Replik auf „die Erneuerung der Sozialdemokratie..!“

Sollten Anarchist*innen nun der Linkspartei beitreten, sich in ihr organisieren, weil die Zeichen der Zeit darauf hinweisen, dass hier noch effektiv etwas zu verteidigen oder zu holen wäre?
Diese Frage möchte paradox-a offen stellen um sie fundiert verneinen zu können. (https://kontrapolis.info/15119/) Eine Frage, die uns im ersten Moment irritiert und ärgert. 1.) warum eine Frage stellen, deren Antwort schon klar ist? 2.) und warum ausgerechnet diese Frage stellen?
Im zweiten Moment erkennen wir, dass hier wirklich eine virulente Frage angesprochen wird. Den Zustrom (ehemaliger) Genoss*innen zur Linken; der aktuelle Diskurs, der in den Kampagnen der Linken, die wirkungsmächtigste Antwort auf die akuten Faschisierungstendenzen sieht etc. Das wirft Fragen auf. Und selbstverständlich müssen Fragen offen gestellt werden. Nur wenn sich die dem eigenen Denken widersprechenden Ansichten verständnis-suchend genähert wird, können diese „fundiert“ zurückgewiesen werden. Nur so kann eine identitär-dogmatische Verneinung verhindert werden.
Es genügt aber nicht, gestellte Fragen offen und undogmatisch anzugehen – es gilt auch die Frage richtig zu stellen. Der Zustrom zur Linken lässt uns nicht fragen: sollen wir da auch mitmachen? Sondern beispielsweise: warum ist das emanzipatorische Potential der Linken und vergleichbarer Parteien beschränkt? Daran anschließend lässt sich dann auch fragen: warum gewinnen bei Wahlen meistens die Rechten? Warum korrumpieren sich die Linken, wenn sie Wahlen gewinnen, während die Rechten sich radikalisieren?
Oder weitergehend: warum bedarf es Kritik und Praxis, die den parlamentarischen Rahmen überschreitet? Wie kann ein solcher Angriff auf das Bestehende aussehen, angesichts der faschistoiden Bedrohungen? Angesichts auch regressiver Tendenzen in der radikalen Linken selber — die auch auf dieser Seite immer wieder zu erkennen sind. Der Zustrom von Bewegungslinken zur Partei erfordert auch eine Selbstkritik der außerparlamentarischen und antiparlamentarischen radikalen Linken.

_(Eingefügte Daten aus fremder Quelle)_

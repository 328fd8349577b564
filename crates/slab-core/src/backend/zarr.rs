//! Chunked on-disk arrays in a Zarr V3 hierarchy.
//!
//! Each dataset is one array node `/<name>` under the store root, chunked by
//! the dataset's [`ChunkPlan`] and stored in the dataset's own [`Dtype`].
//! Blocks cross the backend boundary as `f32`; integer types round and
//! saturate on write. Strided hyperslabs are served from their bounding box.
//! Writes take a store-wide lock since two ranks writing disjoint regions may
//! still share a chunk.

use std::collections::HashMap;
use std::path::{Path, PathBuf};
use std::sync::{Arc, Mutex, RwLock};

use ndarray::{ArrayD, ArrayViewD, IxDyn, Slice};
use tracing::{debug, info};
use zarrs::array::{Array, ArrayBuilder, DataType, FillValue};
use zarrs::array_subset::ArraySubset;
use zarrs_filesystem::FilesystemStore;

use super::{check_block, check_region, StorageBackend};
use crate::chunking::ChunkPlan;
use crate::config::BackendKind;
use crate::error::{Result, SlabError};
use crate::types::{tuple_shape, DimSlice, Dtype};

/// Retrieve a subset stored as `$ty`, widened to `f32`.
macro_rules! retrieve_as {
    ($array:expr, $subset:expr, $ty:ty) => {{
        let values: Vec<$ty> = $array
            .retrieve_array_subset_elements($subset)
            .map_err(|e| SlabError::storage(e.to_string()))?;
        values.into_iter().map(|v| v as f32).collect::<Vec<f32>>()
    }};
}

/// Store `f32` values converted by `$cast`.
macro_rules! store_as {
    ($array:expr, $subset:expr, $values:expr, $cast:expr) => {{
        let converted: Vec<_> = $values.map($cast).collect();
        $array.store_array_subset_elements($subset, converted.as_slice())
    }};
}

type ZarrArray = Array<FilesystemStore>;

/// Zarr store rooted at a directory.
#[derive(Clone)]
pub struct ZarrBackend {
    root: PathBuf,
    store: Arc<FilesystemStore>,
    arrays: Arc<RwLock<HashMap<String, Arc<ZarrArray>>>>,
    write_lock: Arc<Mutex<()>>,
}

impl std::fmt::Debug for ZarrBackend {
    fn fmt(&self, f: &mut std::fmt::Formatter<'_>) -> std::fmt::Result {
        f.debug_struct("ZarrBackend").field("root", &self.root).finish()
    }
}

impl ZarrBackend {
    /// Open (creating if needed) a store rooted at `root`.
    pub fn create(root: impl AsRef<Path>) -> Result<Self> {
        let root = root.as_ref().to_path_buf();
        std::fs::create_dir_all(&root)?;
        let store = FilesystemStore::new(&root)
            .map_err(|e| SlabError::storage(format!("failed to open store {}: {}", root.display(), e)))?;
        info!(path = %root.display(), "Opened zarr store");
        Ok(Self {
            root,
            store: Arc::new(store),
            arrays: Arc::new(RwLock::new(HashMap::new())),
            write_lock: Arc::new(Mutex::new(())),
        })
    }

    pub fn root(&self) -> &Path {
        &self.root
    }

    fn node_path(name: &str) -> String {
        format!("/{}", name.trim_start_matches('/'))
    }

    fn array(&self, name: &str) -> Result<Arc<ZarrArray>> {
        {
            let arrays = self.arrays.read().map_err(|_| poisoned())?;
            if let Some(array) = arrays.get(name) {
                return Ok(array.clone());
            }
        }

        let array = Array::open(self.store.clone(), &Self::node_path(name))
            .map_err(|e| SlabError::DatasetNotFound(format!("{}: {}", name, e)))?;
        let array = Arc::new(array);
        self.arrays
            .write()
            .map_err(|_| poisoned())?
            .insert(name.to_string(), array.clone());
        Ok(array)
    }

    fn retrieve_box(array: &ZarrArray, start: &[usize], shape: &[usize]) -> Result<ArrayD<f32>> {
        let subset = ArraySubset::new_with_start_shape(to_u64(start), to_u64(shape))
            .map_err(|e| SlabError::storage(e.to_string()))?;
        let elements = match stored_dtype(array.data_type())? {
            Dtype::UInt8 => retrieve_as!(array, &subset, u8),
            Dtype::UInt16 => retrieve_as!(array, &subset, u16),
            Dtype::Int16 => retrieve_as!(array, &subset, i16),
            Dtype::UInt32 => retrieve_as!(array, &subset, u32),
            Dtype::Int32 => retrieve_as!(array, &subset, i32),
            Dtype::Float32 => array
                .retrieve_array_subset_elements::<f32>(&subset)
                .map_err(|e| SlabError::storage(e.to_string()))?,
            Dtype::Float64 => retrieve_as!(array, &subset, f64),
        };
        ArrayD::from_shape_vec(IxDyn(shape), elements)
            .map_err(|e| SlabError::shape_mismatch(e.to_string()))
    }

    fn store_box(array: &ZarrArray, start: &[usize], block: ArrayViewD<'_, f32>) -> Result<()> {
        let subset = ArraySubset::new_with_start_shape(to_u64(start), to_u64(block.shape()))
            .map_err(|e| SlabError::storage(e.to_string()))?;
        let values = block.iter().copied();
        let stored = match stored_dtype(array.data_type())? {
            Dtype::UInt8 => store_as!(array, &subset, values, |v: f32| v.round() as u8),
            Dtype::UInt16 => store_as!(array, &subset, values, |v: f32| v.round() as u16),
            Dtype::Int16 => store_as!(array, &subset, values, |v: f32| v.round() as i16),
            Dtype::UInt32 => store_as!(array, &subset, values, |v: f32| v.round() as u32),
            Dtype::Int32 => store_as!(array, &subset, values, |v: f32| v.round() as i32),
            Dtype::Float32 => store_as!(array, &subset, values, |v: f32| v),
            Dtype::Float64 => store_as!(array, &subset, values, f64::from),
        };
        stored.map_err(|e| SlabError::storage(e.to_string()))
    }
}

/// Zarr data type and zero fill value holding `dtype`.
fn zarr_type(dtype: Dtype) -> (DataType, FillValue) {
    match dtype {
        Dtype::UInt8 => (DataType::UInt8, FillValue::from(0u8)),
        Dtype::UInt16 => (DataType::UInt16, FillValue::from(0u16)),
        Dtype::Int16 => (DataType::Int16, FillValue::from(0i16)),
        Dtype::UInt32 => (DataType::UInt32, FillValue::from(0u32)),
        Dtype::Int32 => (DataType::Int32, FillValue::from(0i32)),
        Dtype::Float32 => (DataType::Float32, FillValue::from(0.0f32)),
        Dtype::Float64 => (DataType::Float64, FillValue::from(0.0f64)),
    }
}

fn stored_dtype(data_type: &DataType) -> Result<Dtype> {
    match data_type {
        DataType::UInt8 => Ok(Dtype::UInt8),
        DataType::UInt16 => Ok(Dtype::UInt16),
        DataType::Int16 => Ok(Dtype::Int16),
        DataType::UInt32 => Ok(Dtype::UInt32),
        DataType::Int32 => Ok(Dtype::Int32),
        DataType::Float32 => Ok(Dtype::Float32),
        DataType::Float64 => Ok(Dtype::Float64),
        other => Err(SlabError::storage(format!("unsupported zarr data type {:?}", other))),
    }
}

fn poisoned() -> SlabError {
    SlabError::storage("zarr store lock poisoned")
}

fn to_u64(values: &[usize]) -> Vec<u64> {
    values.iter().map(|&v| v as u64).collect()
}

/// Start and extent of the box enclosing a strided slice tuple.
fn bounding_box(slices: &[DimSlice]) -> (Vec<usize>, Vec<usize>) {
    slices
        .iter()
        .map(|s| match s.last() {
            Some(last) => (s.start, last - s.start + 1),
            None => (s.start, 0),
        })
        .unzip()
}

fn strided(slices: &[DimSlice]) -> bool {
    slices.iter().any(|s| s.step > 1)
}

impl StorageBackend for ZarrBackend {
    fn kind(&self) -> BackendKind {
        BackendKind::Zarr
    }

    fn create_dataset(&self, name: &str, shape: &[usize], dtype: Dtype, plan: &ChunkPlan) -> Result<()> {
        let _guard = self.write_lock.lock().map_err(|_| poisoned())?;

        let node_dir = self.root.join(name.trim_start_matches('/'));
        if node_dir.exists() {
            std::fs::remove_dir_all(&node_dir)?;
        }
        self.arrays.write().map_err(|_| poisoned())?.remove(name);

        let chunks = plan.chunk_shape_for(shape);
        let chunk_grid: zarrs::array::ChunkGrid = to_u64(&chunks)
            .try_into()
            .map_err(|e| SlabError::storage(format!("invalid chunk grid {:?}: {:?}", chunks, e)))?;

        let (data_type, fill_value) = zarr_type(dtype);
        let mut attrs = serde_json::Map::new();
        attrs.insert("dtype".to_string(), serde_json::json!(dtype.as_str()));
        attrs.insert(
            "chunk_plan".to_string(),
            serde_json::to_value(plan).map_err(|e| SlabError::storage(e.to_string()))?,
        );

        let array = ArrayBuilder::new(
            to_u64(shape),
            data_type,
            chunk_grid,
            fill_value,
        )
        .attributes(attrs)
        .build(self.store.clone(), &Self::node_path(name))
        .map_err(|e| SlabError::storage(e.to_string()))?;

        array
            .store_metadata()
            .map_err(|e| SlabError::storage(e.to_string()))?;

        debug!(dataset = name, shape = ?shape, chunks = ?chunks, dtype = %dtype, "Created zarr array");
        self.arrays
            .write()
            .map_err(|_| poisoned())?
            .insert(name.to_string(), Arc::new(array));
        Ok(())
    }

    fn open_dataset(&self, name: &str) -> Result<Vec<usize>> {
        let array = self.array(name)?;
        Ok(array.shape().iter().map(|&d| d as usize).collect())
    }

    fn read(&self, name: &str, slices: &[DimSlice]) -> Result<ArrayD<f32>> {
        let array = self.array(name)?;
        let shape: Vec<usize> = array.shape().iter().map(|&d| d as usize).collect();
        check_region(name, &shape, slices)?;

        if slices.iter().any(DimSlice::is_empty) {
            return Ok(ArrayD::zeros(IxDyn(&tuple_shape(slices))));
        }

        let (start, extent) = bounding_box(slices);
        let block = Self::retrieve_box(&array, &start, &extent)?;
        if !strided(slices) {
            return Ok(block);
        }
        Ok(block
            .slice_each_axis(|ax| Slice::new(0, None, slices[ax.axis.index()].step as isize))
            .to_owned())
    }

    fn write(&self, name: &str, slices: &[DimSlice], data: ArrayViewD<'_, f32>) -> Result<()> {
        let array = self.array(name)?;
        let shape: Vec<usize> = array.shape().iter().map(|&d| d as usize).collect();
        check_region(name, &shape, slices)?;
        check_block(name, slices, &data)?;
        if data.is_empty() {
            return Ok(());
        }

        let _guard = self.write_lock.lock().map_err(|_| poisoned())?;
        let (start, extent) = bounding_box(slices);
        if !strided(slices) {
            return Self::store_box(&array, &start, data);
        }

        let mut block = Self::retrieve_box(&array, &start, &extent)?;
        block
            .slice_each_axis_mut(|ax| Slice::new(0, None, slices[ax.axis.index()].step as isize))
            .assign(&data);
        Self::store_box(&array, &start, block.view())
    }

    fn close(&self) -> Result<()> {
        self.arrays.write().map_err(|_| poisoned())?.clear();
        debug!(path = %self.root.display(), "Closed zarr store");
        Ok(())
    }
}
//! In-process array store.

use std::collections::HashMap;
use std::sync::{Arc, RwLock};

use ndarray::{ArrayD, ArrayViewD, IxDyn};
use tracing::debug;

use super::{check_block, check_region, StorageBackend};
use crate::chunking::ChunkPlan;
use crate::config::BackendKind;
use crate::error::{Result, SlabError};
use crate::types::{DimSlice, Dtype};

/// Arrays held in memory. Clones share the same arrays, so one instance can
/// serve every rank of an in-process run.
#[derive(Debug, Clone, Default)]
pub struct InMemoryBackend {
    arrays: Arc<RwLock<HashMap<String, ArrayD<f32>>>>,
}

impl InMemoryBackend {
    pub fn new() -> Self {
        Self::default()
    }

    /// Insert or replace a dataset.
    pub fn insert(&self, name: impl Into<String>, data: ArrayD<f32>) -> Result<()> {
        let mut arrays = self.arrays.write().map_err(|_| poisoned())?;
        arrays.insert(name.into(), data);
        Ok(())
    }

    /// Copy of a whole dataset.
    pub fn snapshot(&self, name: &str) -> Result<ArrayD<f32>> {
        let arrays = self.arrays.read().map_err(|_| poisoned())?;
        arrays
            .get(name)
            .cloned()
            .ok_or_else(|| SlabError::DatasetNotFound(name.to_string()))
    }
}

fn poisoned() -> SlabError {
    SlabError::storage("in-memory store lock poisoned")
}

impl StorageBackend for InMemoryBackend {
    fn kind(&self) -> BackendKind {
        BackendKind::InMemory
    }

    fn create_dataset(&self, name: &str, shape: &[usize], dtype: Dtype, _plan: &ChunkPlan) -> Result<()> {
        debug!(dataset = name, shape = ?shape, dtype = %dtype, "Creating in-memory dataset");
        self.insert(name, ArrayD::zeros(IxDyn(shape)))
    }

    fn open_dataset(&self, name: &str) -> Result<Vec<usize>> {
        let arrays = self.arrays.read().map_err(|_| poisoned())?;
        arrays
            .get(name)
            .map(|a| a.shape().to_vec())
            .ok_or_else(|| SlabError::DatasetNotFound(name.to_string()))
    }

    fn read(&self, name: &str, slices: &[DimSlice]) -> Result<ArrayD<f32>> {
        let arrays = self.arrays.read().map_err(|_| poisoned())?;
        let array = arrays
            .get(name)
            .ok_or_else(|| SlabError::DatasetNotFound(name.to_string()))?;
        check_region(name, array.shape(), slices)?;
        Ok(array
            .slice_each_axis(|ax| slices[ax.axis.index()].as_ndarray())
            .to_owned())
    }

    fn write(&self, name: &str, slices: &[DimSlice], data: ArrayViewD<'_, f32>) -> Result<()> {
        let mut arrays = self.arrays.write().map_err(|_| poisoned())?;
        let array = arrays
            .get_mut(name)
            .ok_or_else(|| SlabError::DatasetNotFound(name.to_string()))?;
        check_region(name, array.shape(), slices)?;
        check_block(name, slices, &data)?;
        array
            .slice_each_axis_mut(|ax| slices[ax.axis.index()].as_ndarray())
            .assign(&data);
        Ok(())
    }

    fn close(&self) -> Result<()> {
        Ok(())
    }
}

#[cfg(test)]
mod tests {
    use super::*;
    use ndarray::Array2;

    #[test]
    fn test_strided_write_and_read() {
        let backend = InMemoryBackend::new();
        backend
            .create_dataset("d", &[4, 6], Dtype::Float32, &ChunkPlan::Auto)
            .unwrap();

        let block = Array2::from_elem((2, 3), 7.0f32).into_dyn();
        let slices = [DimSlice::new(1, 4, 2), DimSlice::new(0, 6, 2)];
        backend.write("d", &slices, block.view()).unwrap();

        let all = backend.snapshot("d").unwrap();
        assert_eq!(all[[1, 0]], 7.0);
        assert_eq!(all[[3, 4]], 7.0);
        assert_eq!(all[[1, 1]], 0.0);
        assert_eq!(backend.read("d", &slices).unwrap(), block);
    }

    #[test]
    fn test_errors() {
        let backend = InMemoryBackend::new();
        assert!(matches!(
            backend.open_dataset("missing"),
            Err(SlabError::DatasetNotFound(_))
        ));
        backend
            .create_dataset("d", &[2, 2], Dtype::Float32, &ChunkPlan::Auto)
            .unwrap();
        let wrong = Array2::<f32>::zeros((1, 1)).into_dyn();
        assert!(backend
            .write("d", &[DimSlice::full(2), DimSlice::full(2)], wrong.view())
            .is_err());
    }
}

Paradox-a ist sicherlich zuzustimmen, dass aktuell (und generell!) angesagt ist „Sektierertum und Kreisen um die eigene Identität endlich hinter sich zu lassen, sowie die Zielvorstellung nicht als abstraktes Ideal anzubeten“. Wer würde dem Widersprechen? Aber sind in der realen widerständigen Praxis (wozu auch die radikale, kritische Theorie gehört) Sektierertum und Kreisen um die eigene Identität, immer klar zu trennen, von notwendiger Selbstverständigung und Entwicklung radikaler Positionen und Perspektiven – die eben auch Abgrenzung zum Status quo und überkommenen Formen von Kritik an diesem.
Abgrenzung bedarf es eben auch, gegenüber den Inhalten und Strategien der Linkspartei. Alle welche diese Partei aus pragmatischen Gründen, als kleinstes Übel gewählt haben (wie etwa in unserem Wahlaufruf gefordert: https://kontrapolis.info/14938/) sollten sich bewusst sein, dass der relative Erfolg (uns erscheint das Jubeln angesichts der rechnerischen Mehrheit für CDU+AFD mehr als unangebracht!) zu einer Sogwirkung führt, welche sich auch in der Frage von paradox-a widerspiegelt: soll man jetzt auch da mitmachen?
Zu befürchten ist, dass sich, gerade junge Aktivist:innen zunehmend der Parteipolitik zuwenden, dass „die Linke“ das subversive Potential in strukturell herrschaftsförmig und reformistische Bahnen kanalisiert. Eine Kritik an der „erneuerten Sozialdemokratie“ ist deshalb ebenso wichtig, wie Bewegungen, die unbeeindruckt von Wahlausgängen auf etwas anderes zielen. Das von paradox-a geforderte langfristige Denken und Handeln ist hier sicherlich wichtig; die revolutionäre Ungeduld, die sagt „jetzt, hier, wir“ hat aber ebenfalls ihre Berechtigung!